Esophagus to Small Intestine
Clin Gastroenterol Hepatol. 2023;21(12):3041–50.e3
Epidemiologic burden and projections for eosinophilic esophagitis-associated emergency department visits in the United States: 2009–2030
Background and aims: Patients with poorly controlled eosinophilic esophagitis (EoE) may require unplanned emergency department (ED) visits for the management of dysphagia or food impactions. The authors evaluated the epidemiologic burden of EoE on ED utilization in the United States.
Methods: Data from the US Nationwide Emergency Department Sample were used to estimate weighted annual EoE-associated ED visits from 2009 to 2019. Temporal trends in population-adjusted rates of EoE visits were assessed using joinpoint regression. Autoregressive integrated moving average models were used to project EoE-associated ED visits to 2030. The authors also evaluated endoscopic utilization, requirement for hospitalization, and ED-related charges in patients with EoE presenting to the ED.

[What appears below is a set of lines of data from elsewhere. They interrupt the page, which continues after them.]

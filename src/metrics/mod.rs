//! Scheduler metrics
//!
//! Lock-free counters updated on the producer thread and the runtime
//! completion threads, with a serializable snapshot for logs and the
//! benchmark driver.

use serde::Serialize;
use std::sync::atomic::{AtomicU64, Ordering};

/// Core scheduler counters
#[derive(Debug, Default)]
pub struct SchedulerMetrics {
    submitted: AtomicU64,
    consumed: AtomicU64,
    batches_launched: AtomicU64,
    partial_batches: AtomicU64,
    preproc_failures: AtomicU64,
    postproc_failures: AtomicU64,
    launch_failures: AtomicU64,
}

impl SchedulerMetrics {
    pub fn new() -> Self {
        Self::default()
    }

    pub fn record_submitted(&self) {
        self.submitted.fetch_add(1, Ordering::Relaxed);
    }

    pub fn record_consumed(&self) {
        self.consumed.fetch_add(1, Ordering::Relaxed);
    }

    pub fn record_batch_launched(&self, fill: usize, batch_size: usize) {
        self.batches_launched.fetch_add(1, Ordering::Relaxed);
        if fill < batch_size {
            self.partial_batches.fetch_add(1, Ordering::Relaxed);
        }
    }

    pub fn record_preproc_failure(&self) {
        self.preproc_failures.fetch_add(1, Ordering::Relaxed);
    }

    pub fn record_postproc_failure(&self) {
        self.postproc_failures.fetch_add(1, Ordering::Relaxed);
    }

    pub fn record_launch_failure(&self) {
        self.launch_failures.fetch_add(1, Ordering::Relaxed);
    }

    pub fn snapshot(&self) -> MetricsSnapshot {
        MetricsSnapshot {
            submitted: self.submitted.load(Ordering::Relaxed),
            consumed: self.consumed.load(Ordering::Relaxed),
            batches_launched: self.batches_launched.load(Ordering::Relaxed),
            partial_batches: self.partial_batches.load(Ordering::Relaxed),
            preproc_failures: self.preproc_failures.load(Ordering::Relaxed),
            postproc_failures: self.postproc_failures.load(Ordering::Relaxed),
            launch_failures: self.launch_failures.load(Ordering::Relaxed),
        }
    }
}

/// Point-in-time view of the counters
#[derive(Debug, Clone, Serialize)]
pub struct MetricsSnapshot {
    pub submitted: u64,
    pub consumed: u64,
    pub batches_launched: u64,
    pub partial_batches: u64,
    pub preproc_failures: u64,
    pub postproc_failures: u64,
    pub launch_failures: u64,
}
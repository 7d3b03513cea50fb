pub mod error;

pub use error::{FrameflowError, Result};
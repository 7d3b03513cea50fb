//! Ordered completion tracker
//!
//! Keeps the pending list (tickets in submission order) and the ready list
//! (finished output frames) under one mutex. Batches may complete in any
//! order; outputs are only published by draining the longest done-prefix of
//! the pending list, so the ready list is always in submission order.
//!
//! A ticket completed with no output (failed launch or post-processing) is
//! discarded during the drain and shows up to the consumer as a missing
//! frame, never as a reordering.

use std::collections::VecDeque;
use std::sync::Mutex;

use tracing::warn;

use crate::utils::error::{FrameflowError, Result};

/// Outcome of a single poll
#[derive(Debug, PartialEq, Eq)]
pub enum Poll<T> {
    /// The next output frame in submission order
    Ready(T),
    /// Frames are pending but the earliest is still in flight
    NotReady,
    /// Nothing is pending or ready
    Empty,
}

struct PendingTicket<T> {
    seq: u64,
    done: bool,
    output: Option<T>,
}

struct TrackerInner<T> {
    pending: VecDeque<PendingTicket<T>>,
    ready: VecDeque<T>,
    next_seq: u64,
}

/// Shared order-preserving output queue
pub struct OutputTracker<T> {
    inner: Mutex<TrackerInner<T>>,
}

impl<T> Default for OutputTracker<T> {
    fn default() -> Self {
        Self::new()
    }
}

impl<T> OutputTracker<T> {
    pub fn new() -> Self {
        Self {
            inner: Mutex::new(TrackerInner {
                pending: VecDeque::new(),
                ready: VecDeque::new(),
                next_seq: 0,
            }),
        }
    }

    fn lock(&self) -> Result<std::sync::MutexGuard<'_, TrackerInner<T>>> {
        self.inner
            .lock()
            .map_err(|_| FrameflowError::Internal("completion tracker mutex poisoned".to_string()))
    }

    /// Append a ticket for a newly submitted frame; returns its sequence.
    pub fn register(&self) -> Result<u64> {
        let mut inner = self.lock()?;
        let seq = inner.next_seq;
        inner.next_seq += 1;
        inner.pending.push_back(PendingTicket {
            seq,
            done: false,
            output: None,
        });
        Ok(seq)
    }

    /// Mark a batch of tickets done and drain the finished prefix.
    ///
    /// `None` outputs are published as gaps (dropped frames).
    pub fn complete_batch(&self, results: Vec<(u64, Option<T>)>) -> Result<()> {
        let mut inner = self.lock()?;
        for (seq, output) in results {
            let front_seq = match inner.pending.front() {
                Some(front) => front.seq,
                None => {
                    warn!(seq, "completion for ticket with empty pending list");
                    continue;
                }
            };
            // Pending tickets are contiguous in sequence, so position is an
            // offset from the front.
            let index = match seq.checked_sub(front_seq).map(|i| i as usize) {
                Some(i) if i < inner.pending.len() => i,
                _ => {
                    warn!(seq, front_seq, "completion for unknown ticket");
                    continue;
                }
            };
            let ticket = &mut inner.pending[index];
            if ticket.done {
                warn!(seq, "ticket completed twice");
                continue;
            }
            ticket.done = true;
            ticket.output = output;
        }

        // Drain the longest done-prefix into the ready list.
        while inner.pending.front().map(|t| t.done).unwrap_or(false) {
            let ticket = inner
                .pending
                .pop_front()
                .ok_or_else(|| FrameflowError::Internal("pending front vanished".to_string()))?;
            if let Some(frame) = ticket.output {
                inner.ready.push_back(frame);
            }
        }
        Ok(())
    }

    /// Next ordered output, or why there is none yet.
    pub fn poll(&self) -> Result<Poll<T>> {
        let mut inner = self.lock()?;
        if let Some(frame) = inner.ready.pop_front() {
            return Ok(Poll::Ready(frame));
        }
        if inner.pending.is_empty() {
            Ok(Poll::Empty)
        } else {
            Ok(Poll::NotReady)
        }
    }

    /// Tickets still awaiting completion or drainage
    pub fn pending_len(&self) -> Result<usize> {
        Ok(self.lock()?.pending.len())
    }

    /// Outputs awaiting consumption
    pub fn ready_len(&self) -> Result<usize> {
        Ok(self.lock()?.ready.len())
    }

    /// True when no frame is inside the tracker in any state
    pub fn is_empty(&self) -> Result<bool> {
        let inner = self.lock()?;
        Ok(inner.pending.is_empty() && inner.ready.is_empty())
    }
}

Results: A total of 11,125 unweighted (49,507 weighted) ED visits for EoE were included (69.0% male; mean age, 32.4 years). The annual volume of EoE-associated ED visits increased from 2934 (95% confidence interval [CI]: 2437–3431) in 2009 to 8765 (95% CI: 7514–10,015) in 2019, and is projected to reach 15,445 (95% prediction interval: 14,672–16,218) by 2030. From 2009 to 2019, the number of EoE-associated ED visits increased by an average of 11.5% per year (95% CI: 10.3–12.7%). The proportion of patients admitted to the hospital from the ED decreased from 25.6% in 2009 to 2011 to 14.0% in 2017 to 2019. Half of EoE patients presenting to the ED required an endoscopy, and nearly 40% required an esophageal foreign body removal. Total mean inflation-adjusted charges for an EoE-associated ED visit were 9025 US dollars in 2019.
Conclusions: The volume of eosinophilic esophagitis (EoE)-associated emergency department visits tripled between 2009 and 2019 and is projected to further double by 2030. This represents a substantial burden of unanticipated health care resource utilization and highlights a potential opportunity to optimize outpatient EoE care.